Figure 4.

 Introduction of NEU3 cDNA into N1 cells resulted in increased cell growth. (A) NEU3 mRNA levels in SK‐MEL‐28 and a mutant line, SK‐MEL‐28‐N1. (B) NEU3 sialidase activities in SK‐MEL‐28 and a mutant line, SK‐MEL‐28‐N1, measured using gangliosides as substrates. Both mRNA and enzyme activity of NEU3 were equivalent between the parent line and the mutant line. (C) NEU3 mRNA levels in three NEU3‐transfectant lines and a control. Relative mRNA levels as analyzed using q‐RT‐PCR are shown. (D) Sialidase activities in the same sets of cell lines.
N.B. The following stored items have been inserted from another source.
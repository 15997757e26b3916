use std::error::Error as StdError;

use axum::{http::StatusCode, response::Response};
use thiserror::Error;

use crate::{application::remote::RemoteError, config::LoadError, infra::error::InfraError};

/// Diagnostic chain attached to failing responses for the logging middleware.
#[derive(Debug, Clone)]
pub struct ErrorReport {
    pub source: &'static str,
    pub status: StatusCode,
    pub messages: Vec<String>,
}

impl ErrorReport {
    pub fn from_error(source: &'static str, status: StatusCode, error: &dyn StdError) -> Self {
        let mut messages = vec![error.to_string()];
        let mut current = error.source();
        while let Some(inner) = current {
            messages.push(inner.to_string());
            current = inner.source();
        }
        Self {
            source,
            status,
            messages,
        }
    }

    pub fn from_message(
        source: &'static str,
        status: StatusCode,
        message: impl Into<String>,
    ) -> Self {
        Self {
            source,
            status,
            messages: vec![message.into()],
        }
    }

    pub fn attach(self, response: &mut Response) {
        response.extensions_mut().insert(self);
    }
}

#[derive(Debug, Error)]
pub enum AppError {
    #[error("failed to load configuration: {0}")]
    Config(#[from] LoadError),
    #[error(transparent)]
    Infra(#[from] InfraError),
    #[error(transparent)]
    Remote(#[from] RemoteError),
    #[error("post list unavailable: {0}")]
    Unavailable(String),
    #[error("unexpected error: {0}")]
    Unexpected(String),
}

impl AppError {
    pub fn unavailable(message: impl Into<String>) -> Self {
        Self::Unavailable(message.into())
    }

    pub fn unexpected(message: impl Into<String>) -> Self {
        Self::Unexpected(message.into())
    }
}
Sialidase activity was analyzed using GM3 as a substrate. NEU3 activities in the transfectants (N1/neu3‐1, ‐54, ‐65) and a control (N1/Vec) are shown. (E) Thin‐layer chromatography of extracted acidic fractions (left) and neutral fractions (right) from a vector control (vec104) and a NEU3 transfectant (neu3‐54). CDH, lactosylceramide. (F) Cell proliferation of the NEU3 transfectants was compared with that of the controls (N1/vec: 9, 104) using a MTT assay. Absorption of the transfectants were significantly higher than that of the controls at day 5 (*P < 0.05). Any transfectant showed significantly higher absorption than any control with P < 0.005. Similar results were repeatedly obtained in several experiments.